◆ **Problem statement**:
Please filter the entries and return only the lines that include "their".
------------------------------------------------
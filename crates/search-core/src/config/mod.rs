//! # Configuration DTO / 配置数据
//!
//! Plain data describing the search provider and the pagination tuning knobs.
//! `from_toml` maps whatever the file contains onto these fields; keys that are
//! missing or have the wrong type keep their default value.

use std::time::Duration;

use crate::search::query::{ImageFormat, ImageSize};

/// Default Google Custom Search endpoint.
pub const DEFAULT_ENDPOINT: &str = "https://www.googleapis.com/customsearch/v1";

/// The provider caps `num` at 10 results per request.
pub const DEFAULT_PAGE_SIZE: u32 = 10;

pub const DEFAULT_DEBOUNCE_MS: u64 = 500;

pub const DEFAULT_PREFETCH_DISTANCE: usize = 4;

pub const DEFAULT_REQUEST_TIMEOUT_SECS: u64 = 30;

/// Provider connection settings, sent with every search request.
#[derive(Debug, Clone, PartialEq, Eq)]
pub struct ProviderConfig {
    pub endpoint: String,
    /// Opaque credential, passed through as the `key` parameter.
    pub api_key: String,
    /// Opaque search engine id, passed through as the `cx` parameter.
    pub engine_id: String,
    pub image_format: ImageFormat,
    pub image_size: ImageSize,
}

impl Default for ProviderConfig {
    fn default() -> Self {
        Self {
            endpoint: DEFAULT_ENDPOINT.to_string(),
            api_key: String::new(),
            engine_id: String::new(),
            image_format: ImageFormat::Png,
            image_size: ImageSize::Medium,
        }
    }
}

/// Application configuration DTO
/// 应用配置 DTO
#[derive(Debug, Clone, PartialEq, Eq)]
pub struct SearchConfig {
    pub provider: ProviderConfig,
    pub page_size: u32,
    /// Quiet period after the last search-text change before a reload runs.
    pub debounce: Duration,
    /// How close to the end of the list a visible item must be to trigger
    /// loading the next page.
    pub prefetch_distance: usize,
    pub request_timeout: Duration,
    /// Longest edge of a decoded thumbnail; larger images are downscaled.
    /// `None` keeps images at their original size.
    pub thumbnail_max_edge: Option<u32>,
}

impl Default for SearchConfig {
    fn default() -> Self {
        Self {
            provider: ProviderConfig::default(),
            page_size: DEFAULT_PAGE_SIZE,
            debounce: Duration::from_millis(DEFAULT_DEBOUNCE_MS),
            prefetch_distance: DEFAULT_PREFETCH_DISTANCE,
            request_timeout: Duration::from_secs(DEFAULT_REQUEST_TIMEOUT_SECS),
            thumbnail_max_edge: None,
        }
    }
}

impl SearchConfig {
    /// Create SearchConfig from a TOML value
    /// 从 TOML 值创建 SearchConfig
    ///
    /// ```toml
    /// [provider]
    /// endpoint = "https://www.googleapis.com/customsearch/v1"
    /// api_key = "..."
    /// engine_id = "..."
    /// image_format = "png"
    /// image_size = "medium"
    ///
    /// [pagination]
    /// page_size = 10
    /// debounce_ms = 500
    /// prefetch_distance = 4
    ///
    /// [network]
    /// request_timeout_secs = 30
    ///
    /// [images]
    /// max_edge = 256
    /// ```
    pub fn from_toml(toml_value: &toml::Value) -> Self {
        let defaults = Self::default();
        let get_str = |section: &str, key: &str| {
            toml_value
                .get(section)
                .and_then(|s| s.get(key))
                .and_then(|v| v.as_str())
                .map(str::to_string)
        };
        let get_int = |section: &str, key: &str| {
            toml_value
                .get(section)
                .and_then(|s| s.get(key))
                .and_then(|v| v.as_integer())
        };

        let provider = ProviderConfig {
            endpoint: get_str("provider", "endpoint").unwrap_or(defaults.provider.endpoint),
            api_key: get_str("provider", "api_key").unwrap_or_default(),
            engine_id: get_str("provider", "engine_id").unwrap_or_default(),
            image_format: get_str("provider", "image_format")
                .and_then(|s| ImageFormat::parse(&s))
                .unwrap_or(defaults.provider.image_format),
            image_size: get_str("provider", "image_size")
                .and_then(|s| ImageSize::parse(&s))
                .unwrap_or(defaults.provider.image_size),
        };

        Self {
            provider,
            page_size: get_int("pagination", "page_size")
                .and_then(|v| u32::try_from(v).ok())
                .filter(|v| *v > 0)
                .unwrap_or(defaults.page_size),
            debounce: get_int("pagination", "debounce_ms")
                .and_then(|v| u64::try_from(v).ok())
                .map(Duration::from_millis)
                .unwrap_or(defaults.debounce),
            prefetch_distance: get_int("pagination", "prefetch_distance")
                .and_then(|v| usize::try_from(v).ok())
                .unwrap_or(defaults.prefetch_distance),
            request_timeout: get_int("network", "request_timeout_secs")
                .and_then(|v| u64::try_from(v).ok())
                .filter(|v| *v > 0)
                .map(Duration::from_secs)
                .unwrap_or(defaults.request_timeout),
            thumbnail_max_edge: get_int("images", "max_edge")
                .and_then(|v| u32::try_from(v).ok())
                .filter(|v| *v > 0),
        }
    }
}

#[cfg(test)]
mod tests {
    use super::*;

    #[test]
    fn test_from_toml_reads_all_sections() {
        let value: toml::Value = toml::from_str(
            r#"
            [provider]
            endpoint = "http://localhost:9000/search"
            api_key = "k"
            engine_id = "cx"
            image_format = "jpg"
            image_size = "large"

            [pagination]
            page_size = 5
            debounce_ms = 250
            prefetch_distance = 2

            [network]
            request_timeout_secs = 7

            [images]
            max_edge = 128
            "#,
        )
        .unwrap();

        let config = SearchConfig::from_toml(&value);
        assert_eq!(config.provider.endpoint, "http://localhost:9000/search");
        assert_eq!(config.provider.api_key, "k");
        assert_eq!(config.provider.engine_id, "cx");
        assert_eq!(config.provider.image_format, ImageFormat::Jpg);
        assert_eq!(config.provider.image_size, ImageSize::Large);
        assert_eq!(config.page_size, 5);
        assert_eq!(config.debounce, Duration::from_millis(250));
        assert_eq!(config.prefetch_distance, 2);
        assert_eq!(config.request_timeout, Duration::from_secs(7));
        assert_eq!(config.thumbnail_max_edge, Some(128));
    }

    #[test]
    fn test_from_toml_falls_back_to_defaults() {
        let value: toml::Value = toml::from_str(
            r#"
            [pagination]
            page_size = 0
            debounce_ms = "fast"

            [images]
            max_edge = 0
            "#,
        )
        .unwrap();

        let config = SearchConfig::from_toml(&value);
        assert_eq!(config, SearchConfig::default());
    }
}
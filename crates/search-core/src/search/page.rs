use serde::{Deserialize, Serialize};

use crate::image::ImageRef;

/// Counters describing one slice of the provider's result set.
#[derive(Debug, Clone, Copy, PartialEq, Eq, Serialize, Deserialize)]
pub struct PageInfo {
    pub total_found: u64,
    pub fetched_count: u64,
    /// 1-based position of the first item in the slice.
    pub start_position: u32,
}

/// One decoded page of search results.
#[derive(Debug, Clone, PartialEq, Eq)]
pub struct SearchPage {
    pub items: Vec<ImageRef>,
    pub current: PageInfo,
    /// `None` when the provider reports no further pages.
    pub next: Option<PageInfo>,
}

impl SearchPage {
    /// Cursor for the following request, if there is one.
    pub fn next_page_cursor(&self) -> Option<u32> {
        self.next.map(|info| info.start_position)
    }
}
------------------------------------------------
◆ **Reply**:
//! missing or have the wrong type keep their default value.
    /// `None` keeps images at their original size.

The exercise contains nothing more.